AMiES







Jane parcourait le jardin du regard. Les multiples buissons lui obstruaient la vue et limitaient ses mouvements, pourtant elle s'obstinait à vouloir s'enfoncer davantage dans ce qui lui semblait être aussi grand qu'une jungle pour ses yeux d'enfant. Elle sentait des branches s'accrocher à ses cheveux roux, mais elle s'en fichait. Elle se concentrait sur ce point blond qu'elle voyait au loin. Quand elle y parvint, elle trouva ce qu'elle cherchait. Ou plutôt la fille qu'elle cherchait.

Alice, le visage encadré par ses mèches blondes, lui fit un grand sourire pétillant de joie dont elle avait le secret. Ses yeux verts, si différents des yeux bruns et ternes de Jane, semblaient scintiller dans la pénombre du jardin. Elle prit doucement la main de Jane pour l'entrainer encore plus profondément dans les feuillus.

    - On y est bientôt, murmura-t-elle, tu verras, cet endroit est magique. On y reviendra demain, et aussi après-demain, et encore après, glissa-t-elle avec un sourire.

    Jane se contenta de serrer plus fort la frêle main d'Alice. Parce que ça avait toujours été comme ça. Alice menait et Jane suivait. Ensemble, elles échappaient à la réalité. Et ça lui allait très bien.

Jane n'aurait jamais pensé recevoir un coup de téléphone qui pouvait être angoissant et dévastateur. Pourtant, elle le reçut, ce coup de fil. Lorsqu'elle raccrocha le téléphone, Jane dut se rattraper à son bureau pour éviter de tomber à terre. Sa tête lui tournait, sa vision se brouillait et elle pouvait à peine distinguer les posters de groupes de rock qui ornaient sa chambre d'adolescente.

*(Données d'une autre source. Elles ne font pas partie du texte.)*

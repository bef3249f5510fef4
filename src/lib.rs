//! Lidarvox - LiDAR point-cloud voxelization
//!
//! Converts labeled 3D point clouds (PLY interchange format) into dense
//! labeled voxel grids via a multi-pass majority-vote fill, and persists
//! both the cloud and the grid in fixed-layout binary forms.

pub mod core;
pub mod math;
pub mod cloud;
pub mod grid;
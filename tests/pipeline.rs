//! End-to-end pipeline test: PLY source -> PointCloud -> RegularGrid ->
//! binary artifacts.

use glam::{UVec3, Vec3};

use lidarvox::cloud::{cache, PointCloud};
use lidarvox::grid::{RayonDispatch, RegularGrid, VOXEL_EMPTY};
use lidarvox::math::Aabb;

/// Two coincident pairs of labeled points in opposite corners of the unit
/// cube.
const SCAN: &str = "ply\n\
    format ascii 1.0\n\
    element vertex 4\n\
    property float x\n\
    property float y\n\
    property float z\n\
    property float scalar_Classification\n\
    end_header\n\
    0.1 0.1 0.1 1\n\
    0.1 0.1 0.1 1\n\
    0.9 0.9 0.9 2\n\
    0.9 0.9 0.9 2\n";

#[test]
fn voxelize_scan_end_to_end() {
    let dir = tempfile::tempdir().unwrap();
    let source = dir.path().join("scan.ply");
    std::fs::write(&source, SCAN).unwrap();

    // Ingest, writing the cache back.
    let mut cloud = PointCloud::new(&source, true);
    cloud.load().unwrap();
    assert_eq!(cloud.num_points(), 4);
    assert_eq!(cloud.max_label(), 2.0);

    // Voxelize over an explicit unit cube with 2 cells per axis.
    let mut grid = RegularGrid::new(Aabb::new(Vec3::ZERO, Vec3::ONE), UVec3::splat(2)).unwrap();
    grid.fill(&cloud, &RayonDispatch).unwrap();

    assert_eq!(grid.at(0, 0, 0), 1);
    assert_eq!(grid.at(1, 1, 1), 2);
    let occupied = grid.cells().iter().filter(|&&c| c != VOXEL_EMPTY).count();
    assert_eq!(occupied, 2);

    let mut boxes = Vec::new();
    grid.aabbs(&mut boxes);
    assert_eq!(boxes.len(), 2);
    for b in &boxes {
        assert_eq!(b.size(), grid.cell_size());
    }

    // Export: raw u16 per cell, no shape header.
    let exported = grid.export_binary(dir.path().join("scan")).unwrap();
    let bytes = std::fs::read(&exported).unwrap();
    assert_eq!(bytes.len(), grid.len() * 2);

    // The cache written during load must reproduce the cloud exactly, even
    // with the PLY source gone.
    assert!(cache::cache_path(&source).exists());
    std::fs::remove_file(&source).unwrap();

    let mut reloaded = PointCloud::new(&source, true);
    reloaded.load().unwrap();
    assert_eq!(reloaded.points(), cloud.points());
    assert_eq!(reloaded.aabb(), cloud.aabb());
    assert_eq!(reloaded.max_label(), cloud.max_label());

    // A grid filled from the cached cloud matches the original.
    let mut regrid = RegularGrid::new(Aabb::new(Vec3::ZERO, Vec3::ONE), UVec3::splat(2)).unwrap();
    regrid.fill(&reloaded, &RayonDispatch).unwrap();
    assert_eq!(regrid.cells(), grid.cells());
}

#[test]
fn export_cloud_and_reingest() {
    let dir = tempfile::tempdir().unwrap();
    let source = dir.path().join("scan.ply");
    std::fs::write(&source, SCAN).unwrap();

    let mut cloud = PointCloud::new(&source, false);
    cloud.load().unwrap();

    // Background export; the handle makes completion observable.
    let out = dir.path().join("export.ply");
    cloud.write(&out, true).join().unwrap().unwrap();

    let contents = std::fs::read_to_string(&out).unwrap();
    assert!(contents.contains("element vertex 4"));
    assert!(contents.contains("property uchar class"));
}
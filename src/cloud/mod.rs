//! Point-cloud ingestion: typed records, PLY interchange IO, binary cache

pub mod point;
pub mod ply;
pub mod cache;
pub mod point_cloud;

pub use point::PointRecord;
pub use point_cloud::PointCloud;
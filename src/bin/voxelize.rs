//! Point-cloud voxelizer binary — loads a PLY scan, fills a labeled
//! regular grid over its bounding box, and exports the grid binary.
//!
//! Usage: cargo run --release --bin voxelize -- <CLOUD.ply> [OPTIONS]
//!
//! Options:
//!   --divs <N>      Grid subdivisions per axis (default: 128)
//!   --out <PATH>    Output stem for the grid binary (default: input path)
//!   --no-cache      Skip the binary point cache (read and write)
//!   --homogenize    Collapse labels to plain occupancy before export

use std::path::PathBuf;

use glam::UVec3;

use lidarvox::cloud::PointCloud;
use lidarvox::grid::{RayonDispatch, RegularGrid, VOXEL_EMPTY};

fn main() {
    lidarvox::core::logging::init();

    let args: Vec<String> = std::env::args().collect();
    let input = match args.get(1).filter(|a| !a.starts_with("--")) {
        Some(path) => PathBuf::from(path),
        None => {
            eprintln!("usage: voxelize <CLOUD.ply> [--divs N] [--out PATH] [--no-cache] [--homogenize]");
            std::process::exit(2);
        }
    };

    let divs = parse_u32_arg(&args, "--divs").unwrap_or(128);
    let out = parse_str_arg(&args, "--out")
        .map(PathBuf::from)
        .unwrap_or_else(|| input.clone());
    let use_cache = !has_flag(&args, "--no-cache");
    let homogenize = has_flag(&args, "--homogenize");

    let mut cloud = PointCloud::new(&input, use_cache);
    if let Err(err) = cloud.load() {
        log::error!("failed to load {}: {err}", input.display());
        std::process::exit(1);
    }

    log::info!(
        "{} points, max label {}, bounds {:?} .. {:?}",
        cloud.num_points(),
        cloud.max_label(),
        cloud.aabb().min,
        cloud.aabb().max
    );

    let mut grid = match RegularGrid::new(*cloud.aabb(), UVec3::splat(divs)) {
        Ok(grid) => grid,
        Err(err) => {
            log::error!("{err}");
            std::process::exit(1);
        }
    };

    if let Err(err) = grid.fill(&cloud, &RayonDispatch) {
        log::error!("fill failed: {err}");
        std::process::exit(1);
    }

    let occupied = grid.cells().iter().filter(|&&c| c != VOXEL_EMPTY).count();
    log::info!(
        "grid {}^3: {} of {} cells occupied ({:.1}%)",
        divs,
        occupied,
        grid.len(),
        100.0 * occupied as f64 / grid.len() as f64
    );

    if homogenize {
        grid.homogenize();
    }

    match grid.export_binary(&out) {
        Ok(path) => log::info!("wrote {}", path.display()),
        Err(err) => {
            log::error!("export failed: {err}");
            std::process::exit(1);
        }
    }
}

fn parse_u32_arg(args: &[String], name: &str) -> Option<u32> {
    args.iter()
        .position(|a| a == name)
        .and_then(|i| args.get(i + 1))
        .and_then(|v| v.parse().ok())
}

fn parse_str_arg(args: &[String], name: &str) -> Option<String> {
    args.iter()
        .position(|a| a == name)
        .and_then(|i| args.get(i + 1))
        .cloned()
}

fn has_flag(args: &[String], name: &str) -> bool {
    args.iter().any(|a| a == name)
}
/// Accepts `token-<name>` as the identity `<name>`.
struct FakeIdentity;

#[async_trait]
impl IdentityProvider for FakeIdentity {
    async fn verify(&self, token: &str) -> AppResult<Claims> {
        let name = token
            .strip_prefix("token-")
            .ok_or_else(|| AppError::Unauthorized("Invalid or expired token".into()))?;
        Ok(Claims {
            subject: format!("kp_{name}"),
            email: Some(format!("{name}@example.com")),
            name: Some(name.to_owned()),
            avatar_url: None,
        })
    }
}

fn volume(id: &str, title: &str, published: &str) -> Volume {
    Volume {
        id: id.to_owned(),
        volume_info: VolumeInfo {
            title: Some(title.to_owned()),
            authors: Some(vec!["Frank Herbert".to_owned()]),
            published_date: Some(published.to_owned()),
            ..Default::default()
        },
    }
}

fn dune_hits() -> Vec<Volume> {
    vec![
        volume("dune-1", "Dune", "1965-08-01"),
        volume("dune-2", "Dune Messiah", "1969"),
        volume("dune-3", "Children of Dune", "1976-04-01"),
    ]
}

struct Harness {
    app: Router,
    catalog: Arc<FakeCatalog>,
}

async fn harness(hits: Vec<Volume>) -> Harness {
    let catalog = Arc::new(FakeCatalog { hits, ..Default::default() });
    let state = AppState {
        db_pool: db::in_memory().await.unwrap(),
        catalog: catalog.clone(),
        identity: Arc::new(FakeIdentity),
        realtime: Realtime::default(),
        catalog_settings: CatalogSettings::default(),
    };
    Harness { app: app(state), catalog }
}

impl Harness {
    async fn call(
        &self,
        method: Method,
        uri: &str,
        user: Option<&str>,
        body: Option<Value>,
    ) -> (StatusCode, Value) {
        let mut request = Request::builder().method(method).uri(uri);
        if let Some(user) = user {
            request = request.header(header::AUTHORIZATION, format!("Bearer token-{user}"));
        }
        let request = match body {
            Some(body) => request
                .header(header::CONTENT_TYPE, "application/json")
                .body(Body::from(body.to_string()))
                .unwrap(),
            None => request.body(Body::empty()).unwrap(),
        };

        let response = self.app.clone().oneshot(request).await.unwrap();
        let status = response.status();
        let bytes = to_bytes(response.into_body(), usize::MAX).await.unwrap();
        let body =
            if bytes.is_empty() { Value::Null } else { serde_json::from_slice(&bytes).unwrap() };
        (status, body)
    }

    async fn get(&self, uri: &str, user: Option<&str>) -> (StatusCode, Value) {
        self.call(Method::GET, uri, user, None).await
    }

    async fn post(&self, uri: &str, user: &str, body: Value) -> (StatusCode, Value) {
        self.call(Method::POST, uri, Some(user), Some(body)).await
    }

    fn catalog_calls(&self) -> usize {
        self.catalog.calls.load(Ordering::SeqCst)
    }
}

#[tokio::test]
async fn one_character_search_is_rejected() {
    let h = harness(dune_hits()).await;

    let (status, body) = h.get("/api/books/search?query=a", None).await;

    assert_eq!(status, StatusCode::BAD_REQUEST);
    assert_eq!(body["error"], "invalid_query");
    assert_eq!(h.catalog_calls(), 0);
}

#[tokio::test]
async fn empty_cache_falls_back_once_then_serves_locally() {
    let h = harness(dune_hits()).await;

    let (status, body) = h.get("/api/books/search?query=dune", None).await;
    assert_eq!(status, StatusCode::OK);
    assert_eq!(body["data"].as_array().unwrap().len(), 3);
    assert_eq!(body["pagination"]["page"], 1);
    assert_eq!(body["pagination"]["totalPages"], 1);
    assert_eq!(body["pagination"]["hasNext"], false);
    assert_eq!(body["pagination"]["nextCursor"], Value::Null);
    assert_eq!(h.catalog_calls(), 1);

    let books = body["data"].as_array().unwrap();
    let messiah = books.iter().find(|book| book["id"] == "dune-2").unwrap();
    assert_eq!(messiah["published_date"], Value::Null);
    assert_eq!(messiah["author"], "Frank Herbert");
    assert_eq!(messiah["language"], "en");

    let (status, body) = h.get("/api/books/search?query=dune", None).await;
    assert_eq!(status, StatusCode::OK);
    assert_eq!(body["data"].as_array().unwrap().len(), 3);
    assert_eq!(body["pagination"]["total"], 3);
    assert_eq!(h.catalog_calls(), 1);
}

#[tokio::test]
async fn catalog_outage_is_a_503() {
    let h = harness(dune_hits()).await;
    h.catalog.down.store(true, Ordering::SeqCst);

    let (status, body) = h.get("/api/books/search?query=dune", None).await;

    assert_eq!(status, StatusCode::SERVICE_UNAVAILABLE);
    assert_eq!(body["error"], "external_service_unavailable");
}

Son estomac se serra douloureusement et son coeur ne semblait pas vouloir calmer sa cadence. Mais elle se redressa et parvint à gagner le hall d'entrée de sa maison, néanmoins à grande peine. Là, elle sentit les bras de sa mère la rattraper, et, sans qu'elle ne sache comment, elle se retrouva dans la voiture qui filait vers l'hôpital. Le trajet se fit dans un silence terrifiant, chargé d'inquiétude.

La voiture se gara à la première place trouvée et Jane suivit sa mère à l'intérieur du bâtiment. Elle alla s'asseoir à la salle d'attente pendant que sa mère parlait à la réceptionniste. La jeune fille essaya de calmer et de ralentir son pauvre coeur, mais rien à faire, la peur s'insinuait en elle comme un poison. Après quelques minutes d'attente douloureuses, elle rejoignit sa mère qui l'attendait et monta dans l'ascenseur. Puis, après avoir traversé un long couloir, elles se retrouvèrent devant la porte de la chambre qu'elles cherchaient.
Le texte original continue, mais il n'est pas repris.